List & Monetize Your Skill
Submit your Claude Code skill and start earning
Use Cases▌
Task Automation & Efficiency
Automate repetitive workflows and reduce manual effort
Example
Generate reports, summarize documents, draft communications
Save 3-5 hours per week on routine tasks
Knowledge Enhancement
Learn new skills, understand complex topics, get expert guidance
Example
Explain concepts, provide examples, suggest learning resources
Accelerate learning and skill development by 2x
Quality Improvement
Enhance output quality through reviews, suggestions, and refinements
Example
Review drafts, suggest improvements, catch errors
Improve work quality by 30-40% with less effort
Implementation Guide▌
Prerequisites
- ›Claude Desktop or compatible AI client with skill support
- ›Clear understanding of task or problem to solve
- ›Willingness to iterate and refine outputs
Time Estimate
15-45 minutes depending on use case complexity
Installation Steps
- 1.Install skill using provided installation command
- 2.Test with simple use case relevant to your work
- 3.Evaluate output quality and relevance
- 4.Iterate on prompts to improve results
- 5.Integrate into regular workflow if valuable
Common Pitfalls
- ⚠Expecting perfect results without iteration
- ⚠Not providing enough context in prompts
- ⚠Using skill for tasks outside its intended scope
- ⚠Accepting outputs without review and validation
Best Practices▌
✓ Do
- +Start with clear, specific prompts
- +Provide relevant context and constraints
- +Review and refine all outputs before using
- +Iterate to improve output quality
- +Document successful prompt patterns
✗ Don't
- −Don't use without understanding skill limitations
- −Don't skip validation of outputs
- −Don't share sensitive information in prompts
- −Don't expect skill to replace human judgment
💡 Pro Tips
- ★Be specific about desired format and style
- ★Ask for multiple options to choose from
- ★Request explanations to understand reasoning
- ★Combine AI efficiency with human expertise
When to Use This▌
✓ Use When
Use when skill capabilities match your task, clear ROI on time saved, and you can validate outputs. Best for repetitive tasks, learning, and quality improvement.
✗ Avoid When
Avoid when task requires deep expertise you can't validate, involves sensitive decisions, or when learning process is more valuable than speed of completion.
Learning Path▌
- 1Familiarize yourself with skill capabilities and limitations
- 2Start with low-risk, non-critical tasks
- 3Progress to more complex and valuable use cases
- 4Build expertise through regular use and experimentation
Discussion
Product Hunt–style comments (not star reviews)- No comments yet — start the thread.
Ratings
4.4★★★★★72 reviews- ★★★★★Emma Garcia· Dec 28, 2024
Solid pick for teams standardizing on skills: glycoengineering is focused, and the summary matches what you get after install.

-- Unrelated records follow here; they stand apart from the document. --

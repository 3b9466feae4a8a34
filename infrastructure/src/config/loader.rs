//! Configuration file loader with multi-source merging

use super::file_config::FileConfig;
use figment::{
    providers::{Env, Format, Serialized, Toml},
    Figment,
};
use std::path::{Path, PathBuf};

const APP_DIR: &str = "nl2plan";
const PROJECT_FILES: [&str; 2] = ["nl2plan.toml", ".nl2plan.toml"];
const ENV_PREFIX: &str = "NL2PLAN_";

/// Configuration loader that handles file discovery and merging
pub struct ConfigLoader;

impl ConfigLoader {
    /// Load configuration from all sources with proper priority
    ///
    /// Priority (highest to lowest):
    /// 1. `NL2PLAN_` environment variables (`NL2PLAN_PLANNER__COMMAND=...`)
    /// 2. Explicit config path (if provided)
    /// 3. Project root: `./nl2plan.toml` or `./.nl2plan.toml`
    /// 4. Global: `$XDG_CONFIG_HOME/nl2plan/config.toml`
    /// 5. Default values
    pub fn load(config_path: Option<&PathBuf>) -> Result<FileConfig, Box<figment::Error>> {
        let mut files = Vec::new();

        if let Some(global_path) = Self::global_config_path()
            && global_path.exists()
        {
            files.push(global_path);
        }
        if let Some(project_path) = Self::project_config_path() {
            files.push(project_path);
        }
        if let Some(path) = config_path {
            files.push(path.clone());
        }

        Self::figment_for(&files)
            .merge(Env::prefixed(ENV_PREFIX).split("__"))
            .extract()
            .map_err(Box::new)
    }

    /// Merge `files` over the defaults, later files winning.
    pub fn load_files(files: &[PathBuf]) -> Result<FileConfig, Box<figment::Error>> {
        Self::figment_for(files).extract().map_err(Box::new)
    }

    fn figment_for(files: &[PathBuf]) -> Figment {
        files.iter().fold(
            Figment::new().merge(Serialized::defaults(FileConfig::default())),
            |figment, path| figment.merge(Toml::file(path)),
        )
    }

    /// Load only default configuration (for --no-config)
    pub fn load_defaults() -> FileConfig {
        FileConfig::default()
    }

    /// Get the global config file path
    ///
    /// Returns XDG_CONFIG_HOME/nl2plan/config.toml if set,
    /// otherwise falls back to ~/.config/nl2plan/config.toml
    pub fn global_config_path() -> Option<PathBuf> {
        dirs::config_dir().map(|d| d.join(APP_DIR).join("config.toml"))
    }

    /// Get the project-level config file path (if it exists)
    pub fn project_config_path() -> Option<PathBuf> {
        PROJECT_FILES
            .iter()
            .map(PathBuf::from)
            .find(|path| path.exists())
    }

    /// Print the config file locations being used (for debugging)
    pub fn print_config_sources(explicit: Option<&Path>) {
        println!("Configuration sources (in priority order):");
        println!("  [     ] Env:     {}* variables", ENV_PREFIX);

        if let Some(path) = explicit {
            let found = if path.exists() { "FOUND" } else { "MISSING" };
            println!("  [{:<5}] Explicit: {}", found, path.display());
        }

        if let Some(path) = Self::project_config_path() {
            println!("  [FOUND] Project: {}", path.display());
        } else {
            println!("  [     ] Project: ./nl2plan.toml or ./.nl2plan.toml");
        }

        if let Some(path) = Self::global_config_path() {
            if path.exists() {
                println!("  [FOUND] Global:  {}", path.display());
            } else {
                println!("  [     ] Global:  {}", path.display());
            }
        }

        println!("  [     ] Default: built-in defaults");
    }
}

- ★★★★★Noor Desai· Dec 28, 2024
Useful defaults in glycoengineering — fewer surprises than typical one-off scripts, and it plays nicely with `npx skills` flows.
- ★★★★★Aanya Bhatia· Dec 24, 2024
I recommend glycoengineering for anyone iterating fast on agent tooling; clear intent and a small, reviewable surface area.

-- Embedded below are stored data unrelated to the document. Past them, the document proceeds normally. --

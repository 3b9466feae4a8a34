//! Artifact store port
//!
//! Rendered files, plans, raw responses and batch summaries are persisted
//! through this port.

use async_trait::async_trait;
use std::path::{Path, PathBuf};
use thiserror::Error;

/// Errors that can occur while persisting artifacts
#[derive(Error, Debug)]
pub enum ArtifactError {
    #[error("Failed to write {path}: {source}")]
    Write {
        path: PathBuf,
        #[source]
        source: std::io::Error,
    },

    #[error("Failed to create directory {path}: {source}")]
    CreateDir {
        path: PathBuf,
        #[source]
        source: std::io::Error,
    },
}

/// Writes UTF-8 text artifacts.
#[async_trait]
pub trait ArtifactStore: Send + Sync {
    /// Write `contents` to `path`, creating parent directories as needed
    async fn write(&self, path: &Path, contents: &str) -> Result<(), ArtifactError>;

    /// Whether `path` already exists
    async fn exists(&self, path: &Path) -> bool;
}
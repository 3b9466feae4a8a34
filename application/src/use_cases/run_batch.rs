//! Run Batch use case.
//!
//! Runs a [`PlanningAgent`] over a list of named tasks. Each task gets its
//! own directory under the output root; a task whose directory already
//! exists is skipped so an interrupted batch can be resumed. The summary
//! file is rewritten after every task.

use crate::ports::artifact_store::{ArtifactError, ArtifactStore};
use crate::ports::progress::PipelineProgress;
use crate::use_cases::run_pipeline::{ArtifactPaths, OutcomeCode, PlanningAgent, RunOutcome};
use chrono::{DateTime, Utc};
use serde::{Deserialize, Serialize};
use std::collections::BTreeMap;
use std::path::{Path, PathBuf};
use std::sync::Arc;
use tracing::{info, warn};

/// File name of the batch summary inside the output root.
pub const SUMMARY_FILE: &str = "results_summary.json";

/// One named task description.
#[derive(Debug, Clone, PartialEq, Eq)]
pub struct BatchTask {
    pub name: String,
    pub description: String,
}

impl BatchTask {
    pub fn new(name: impl Into<String>, description: impl Into<String>) -> Self {
        Self {
            name: name.into(),
            description: description.into(),
        }
    }
}

/// Per-task line of the summary.
#[derive(Debug, Clone, PartialEq, Eq, Serialize, Deserialize)]
pub struct TaskRecord {
    pub name: String,
    pub code: i32,
    #[serde(default, skip_serializing_if = "String::is_empty")]
    pub trace: String,
}

/// Aggregate results of a batch.
#[derive(Debug, Clone, PartialEq, Eq, Serialize, Deserialize)]
pub struct BatchSummary {
    pub total: usize,
    pub successful: usize,
    pub failed: usize,
    pub skipped: usize,
    /// Count per outcome code.
    pub by_code: BTreeMap<i32, usize>,
    pub tasks: Vec<TaskRecord>,
    pub updated_at: DateTime<Utc>,
}

impl BatchSummary {
    fn new(total: usize) -> Self {
        Self {
            total,
            successful: 0,
            failed: 0,
            skipped: 0,
            by_code: BTreeMap::new(),
            tasks: Vec::new(),
            updated_at: Utc::now(),
        }
    }

    fn record(&mut self, name: &str, outcome: &RunOutcome) {
        if outcome.is_success() {
            self.successful += 1;
        } else {
            self.failed += 1;
        }
        *self.by_code.entry(outcome.code.code()).or_default() += 1;
        self.tasks.push(TaskRecord {
            name: name.to_string(),
            code: outcome.code.code(),
            trace: outcome.trace.clone(),
        });
        self.updated_at = Utc::now();
    }

    /// Tasks actually run.
    pub fn processed(&self) -> usize {
        self.successful + self.failed
    }

    pub fn success_rate(&self) -> f64 {
        if self.processed() == 0 {
            0.0
        } else {
            self.successful as f64 / self.processed() as f64
        }
    }
}

/// Content of a task's `.log.txt`.
pub fn execution_log(outcome: &RunOutcome) -> String {
    if outcome.is_success() {
        format!(
            "Execution Flag: {}\nTask executed successfully.",
            outcome.code.code()
        )
    } else {
        format!(
            "Execution Flag: {}\nError in task execution: {}",
            outcome.code.code(),
            outcome.trace
        )
    }
}

/// Use case for running many tasks in sequence.
pub struct BatchRunner {
    agent: Arc<PlanningAgent>,
    store: Arc<dyn ArtifactStore>,
}

impl BatchRunner {
    pub fn new(agent: Arc<PlanningAgent>, store: Arc<dyn ArtifactStore>) -> Self {
        Self { agent, store }
    }

    /// Directory a task writes into.
    pub fn task_dir(output_root: &Path, name: &str) -> PathBuf {
        output_root.join(name)
    }

    /// Run every task, returning the final summary.
    ///
    /// Task failures are recorded, not returned; only a failure to persist
    /// the summary ends the batch early.
    pub async fn run(
        &self,
        tasks: &[BatchTask],
        output_root: &Path,
        progress: &dyn PipelineProgress,
    ) -> Result<BatchSummary, ArtifactError> {
        let mut summary = BatchSummary::new(tasks.len());
        let dialect = self.agent.dialect();
        let summary_path = output_root.join(SUMMARY_FILE);

        info!(
            "Running {} task(s) into {}",
            tasks.len(),
            output_root.display()
        );

        for (index, task) in tasks.iter().enumerate() {
            let dir = Self::task_dir(output_root, &task.name);
            if self.store.exists(&dir).await {
                info!("Skipping {}: {} already exists", task.name, dir.display());
                progress.on_task_skipped(&task.name);
                summary.skipped += 1;
                continue;
            }

            progress.on_task_start(&task.name, index + 1, tasks.len());
            let paths = ArtifactPaths::in_dir(&dir, &task.name, dialect);
            let outcome = self.agent.run(&task.description, &paths, progress).await;

            let log_path = dir.join(format!("{}.log.txt", task.name));
            if let Err(e) = self.store.write(&log_path, &execution_log(&outcome)).await {
                warn!("Could not write execution log for {}: {}", task.name, e);
            }

            progress.on_task_complete(&task.name, outcome.code);
            summary.record(&task.name, &outcome);
            self.write_summary(&summary_path, &summary).await?;
        }

        info!(
            "Batch finished: {} succeeded, {} failed, {} skipped",
            summary.successful, summary.failed, summary.skipped
        );
        Ok(summary)
    }

    async fn write_summary(
        &self,
        path: &Path,
        summary: &BatchSummary,
    ) -> Result<(), ArtifactError> {
        let json = serde_json::to_string_pretty(summary).map_err(|e| ArtifactError::Write {
            path: path.to_path_buf(),
            source: std::io::Error::other(e),
        })?;
        self.store.write(path, &json).await
    }
}

/// Count of tasks per outcome, in code order.
pub fn outcome_counts(summary: &BatchSummary) -> Vec<(OutcomeCode, usize)> {
    summary
        .by_code
        .iter()
        .filter_map(|(code, count)| OutcomeCode::from_code(*code).map(|c| (c, *count)))
        .collect()
}

#[cfg(test)]
mod tests {
    use super::*;
    use crate::ports::progress::NoProgress;
    use crate::use_cases::assemble_model::tests::{FLAT_RESPONSE, ScriptedModel};
    use crate::use_cases::run_pipeline::tests::{
        config, MemoryStore, PlannerScript, StubPlanner,
    };

    fn runner(responses: &[&str], store: Arc<MemoryStore>) -> BatchRunner {
        let agent = PlanningAgent::new(
            Arc::new(ScriptedModel::texts(responses)),
            Arc::new(StubPlanner::new(PlannerScript::Plan("(stack a b)"))),
            store.clone(),
            config(),
        );
        BatchRunner::new(Arc::new(agent), store)
    }

    fn tasks() -> Vec<BatchTask> {
        vec![
            BatchTask::new("t1", "stack a on b"),
            BatchTask::new("t2", "stack b on a"),
        ]
    }

    #[tokio::test]
    async fn test_batch_records_every_task() {
        let store = Arc::new(MemoryStore::default());
        // t1 succeeds, t2 exhausts both attempts
        let runner = runner(&[FLAT_RESPONSE, "junk", "junk"], store.clone());
        let root = Path::new("results");

        let summary = runner.run(&tasks(), root, &NoProgress).await.unwrap();

        assert_eq!(summary.total, 2);
        assert_eq!(summary.successful, 1);
        assert_eq!(summary.failed, 1);
        assert_eq!(summary.by_code.get(&0), Some(&1));
        assert_eq!(summary.by_code.get(&1), Some(&1));
        assert_eq!(
            outcome_counts(&summary),
            vec![(OutcomeCode::Success, 1), (OutcomeCode::ExtractionFailed, 1)]
        );

        assert!(store.get(Path::new("results/t1/t1.domain.pddl")).is_some());
        assert_eq!(
            store.get(Path::new("results/t1/t1.log.txt")).as_deref(),
            Some("Execution Flag: 0\nTask executed successfully.")
        );
        let failed_log = store.get(Path::new("results/t2/t2.log.txt")).unwrap();
        assert!(failed_log.starts_with("Execution Flag: 1\nError in task execution: Max retries"));

        let persisted: BatchSummary =
            serde_json::from_str(&store.get(&root.join(SUMMARY_FILE)).unwrap()).unwrap();
        assert_eq!(persisted, summary);
    }

    #[tokio::test]
    async fn test_existing_task_dir_is_skipped() {
        let store = Arc::new(MemoryStore {
            existing: vec![PathBuf::from("results/t1")],
            ..Default::default()
        });
        let runner = runner(&[FLAT_RESPONSE], store.clone());

        let summary = runner
            .run(&tasks(), Path::new("results"), &NoProgress)
            .await
            .unwrap();

        assert_eq!(summary.skipped, 1);
        assert_eq!(summary.successful, 1);
        assert_eq!(summary.tasks.len(), 1);
        assert_eq!(summary.tasks[0].name, "t2");
        assert!(store.get(Path::new("results/t1/t1.log.txt")).is_none());
    }

    #[tokio::test]
    async fn test_summary_write_failure_stops_batch() {
        let store = Arc::new(MemoryStore {
            fail_on: vec![PathBuf::from("results").join(SUMMARY_FILE)],
            ..Default::default()
        });
        let runner = runner(&[FLAT_RESPONSE, FLAT_RESPONSE], store.clone());

        let result = runner.run(&tasks(), Path::new("results"), &NoProgress).await;

        assert!(matches!(result, Err(ArtifactError::Write { .. })));
        assert!(store.get(Path::new("results/t2/t2.log.txt")).is_none());
    }

    #[test]
    fn test_success_rate() {
        let mut summary = BatchSummary::new(0);
        assert_eq!(summary.success_rate(), 0.0);
        summary.successful = 3;
        summary.failed = 1;
        assert_eq!(summary.success_rate(), 0.75);
    }
}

- ★★★★★Kiara Jackson· Dec 16, 2024
I recommend glycoengineering for anyone iterating fast on agent tooling; clear intent and a small, reviewable surface area.
- ★★★★★Noor Abebe· Dec 12, 2024
glycoengineering fits our agent workflows well — practical, well scoped, and easy to wire into existing repos.
- ★★★★★Shikha Mishra· Dec 8, 2024
Solid pick for teams standardizing on skills: glycoengineering is focused, and the summary matches what you get after install.
- ★★★★★Rahul Santra· Nov 27, 2024
We added glycoengineering from the explainx registry; install was straightforward and the SKILL.md answered most questions upfront.
- ★★★★★James Ramirez· Nov 19, 2024
We added glycoengineering from the explainx registry; install was straightforward and the SKILL.md answered most questions upfront.
- ★★★★★Benjamin Diallo· Nov 19, 2024
glycoengineering is among the better-maintained entries we tried; worth keeping pinned for repeat workflows.
- ★★★★★Hassan Diallo· Nov 15, 2024
Keeps context tight: glycoengineering is the kind of skill you can hand to a new teammate without a long onboarding doc.